#### TRY IT
The listing should be returned in its entirety, exactly as given.

----

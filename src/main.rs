//! `modpack` CLI entrypoint.
//!
//! Thin wrapper around [`modpack::release::packaging::package`]: loads the
//! packaging configuration, resolves the manifest and payload paths, and
//! reports the created archive on stdout.

use camino::Utf8Path;
use clap::Parser;
use modpack::cli::Cli;
use modpack::config::{ConfigError, PackConfig};
use modpack::release::packaging::{PackageOutput, package};
use modpack::release::packaging_error::PackagingError;
use std::io::Write;
use thiserror::Error;

/// Errors returned by the packaging CLI.
#[derive(Debug, Error)]
enum CliError {
    /// The packaging configuration could not be loaded.
    #[error("{0}")]
    Config(#[from] ConfigError),

    /// Packaging failed.
    #[error("{0}")]
    Packaging(#[from] PackagingError),
}

fn main() {
    env_logger::Builder::from_env(env_logger::Env::default().default_filter_or("info")).init();

    let cli = Cli::parse();
    let mut stdout = std::io::stdout();
    let mut stderr = std::io::stderr();
    let exit_code = exit_code_for_run_result(run(&cli, &mut stdout), &mut stderr);
    if exit_code != 0 {
        std::process::exit(exit_code);
    }
}

fn run(cli: &Cli, stdout: &mut dyn Write) -> Result<PackageOutput, CliError> {
    let (config_path, required) = cli.config_source();
    let config = if required {
        PackConfig::load(&config_path)?
    } else {
        PackConfig::load_or_default(&config_path)?
    };

    let manifest_path = cli
        .manifest_override()
        .map_or_else(|| config.manifest_path(&cli.module_dir), Utf8Path::to_path_buf);
    let paths = config.path_list();

    let output = package(&manifest_path, &cli.module_dir, &paths)?;
    if !cli.quiet {
        write_line(stdout, format_args!("Created {}", output.archive_path));
    }
    Ok(output)
}

fn exit_code_for_run_result<T>(result: Result<T, CliError>, stderr: &mut dyn Write) -> i32 {
    match result {
        Ok(_) => 0,
        Err(err) => {
            write_line(stderr, format_args!("error: {err}"));
            1
        }
    }
}

fn write_line(out: &mut dyn Write, message: std::fmt::Arguments<'_>) {
    if writeln!(out, "{message}").is_err() {
        // Best-effort reporting; ignore write failures.
    }
}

----

#### ANSWER BOX
filename src/main.rs
//! `modpack` CLI entrypoint.
//!
//! Thin wrapper around [`modpack::release::packaging::package`]: loads the
//! packaging configuration, resolves the manifest and payload paths, and
//! reports the created archive on stdout.

use camino::Utf8Path;
use clap::Parser;
use modpack::cli::Cli;
use modpack::config::{ConfigError, PackConfig};
use modpack::release::packaging::{PackageOutput, package};
use modpack::release::packaging_error::PackagingError;
use std::io::Write;
use thiserror::Error;

/// Errors returned by the packaging CLI.
#[derive(Debug, Error)]
enum CliError {
    /// The packaging configuration could not be loaded.
    #[error("{0}")]
    Config(#[from] ConfigError),

    /// Packaging failed.
    #[error("{0}")]
    Packaging(#[from] PackagingError),
}

fn main() {
    env_logger::Builder::from_env(env_logger::Env::default().default_filter_or("info")).init();

    let cli = Cli::parse();
    let mut stdout = std::io::stdout();
    let mut stderr = std::io::stderr();
    let exit_code = exit_code_for_run_result(run(&cli, &mut stdout), &mut stderr);
    if exit_code != 0 {
        std::process::exit(exit_code);
    }
}

fn run(cli: &Cli, stdout: &mut dyn Write) -> Result<PackageOutput, CliError> {
    let (config_path, required) = cli.config_source();
    let config = if required {
        PackConfig::load(&config_path)?
    } else {
        PackConfig::load_or_default(&config_path)?
    };

    let manifest_path = cli
        .manifest_override()
        .map_or_else(|| config.manifest_path(&cli.module_dir), Utf8Path::to_path_buf);
    let paths = config.path_list();

    let output = package(&manifest_path, &cli.module_dir, &paths)?;
    if !cli.quiet {
        write_line(stdout, format_args!("Created {}", output.archive_path));
    }
    Ok(output)
}

fn exit_code_for_run_result<T>(result: Result<T, CliError>, stderr: &mut dyn Write) -> i32 {
    match result {
        Ok(_) => 0,
        Err(err) => {
            write_line(stderr, format_args!("error: {err}"));
            1
        }
    }
}

fn write_line(out: &mut dyn Write, message: std::fmt::Arguments<'_>) {
    if writeln!(out, "{message}").is_err() {
        // Best-effort reporting; ignore write failures.
    }
}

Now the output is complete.